A. When the SRA domain of UHRF1 meets hemi-methylated DNA present in the p16 INK4A promoter, UHRF1 acts as a guide for DNMT1 to methylate the complementary DNA strand. Subsequently a p16 INK4A gene repression and VEGF gene activation are maintained on the DNA daughter strands, i.e., in the daughter cancer cells. B. The UHRF1 down-regulation, by natural compounds such as TQ or polyphenols, induces the DNMT1
abundance decrease, that is accompanied by a p16 INK4A gene re-expression and a down-regulation of VEGF gene expression. Over the last millenium, herbal products have been commonly used for prevention and treatment of various diseases including cancer [69–71]. One of these natural products is curcumin which has potent anti-cancer properties in experimental
systems. Curcumin is consumed in high quantities SRT1720 chemical structure in Asian countries and epidemiological studies have attributed the lower rate of colon cancer in these countries to its consumption [72]. Green tea is also widely consumed in Asia countries. This natural product, which is rich in polyphenols, has been shown to significantly decrease the risk of Crenigacestat breast and ovarian cancers in women in Asian countries [73]. Black seed (nigella sativia) belongs to the Ranunculaceae family which grows in the Mediterranean sea and Western Asia countries, including Pakistan, India and China [74]. This plant is used in traditional folk medicine for the prevention and the treatment of numerous diseases such as eczema, cough, bacterial and viral infections, hypertension and diabetes [75]. The chemotherapeutic and chemopreventive activities of black cumin oil are attributed to thymoquinone (TQ). Several in vitro and in vivo studies have shown that TQ has potent cytotoxic and genotoxic activities on
a wide range of cancer cells [76–80]. TQ exerts its anti-cancer effects by inhibiting cell proliferation, arresting cell cycle progression and inducing subsequently apoptosis by p53- AZD1480 cell line dependent or -independent pathways.
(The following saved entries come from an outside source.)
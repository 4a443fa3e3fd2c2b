//! Shared domain types for the Strategos crates: the error enum, provider
//! message and stream types, configuration, and structured trace events.

pub mod config;
pub mod error;
pub mod message;
pub mod stream;
pub mod trace;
By using the acute lymphoblastic leukemia jurkat cell model (p53 mutated cell line), we have demonstrated that TQ triggers apoptosis through the production of reactive oxygen species (ROS) and the activation Carnitine dehydrogenase of the p73 gene [67]. This tumor suppressor gene seems to act as a cellular gatekeeper by preventing the proliferation of TQ-exposed Jurkat cells [67]. Obviously, the observed p73 activation triggers G1 cell cycle arrest and apoptosis. Interestingly, a transient TQ concentration-dependent up-regulation of caspase 3 cleaved subunits was also observed, suggesting that TQ exerts its apoptotic activity through a p73-dependent caspase-dependent cell death pathway. Consistently with our study, it was recently reported that catechin, a natural polyphenolic compound, induces apoptosis, in a similar way as does TQ, by its ability to increase the expression of pro-apoptotic genes such as caspase-3, -8, and -9 and p53 [81].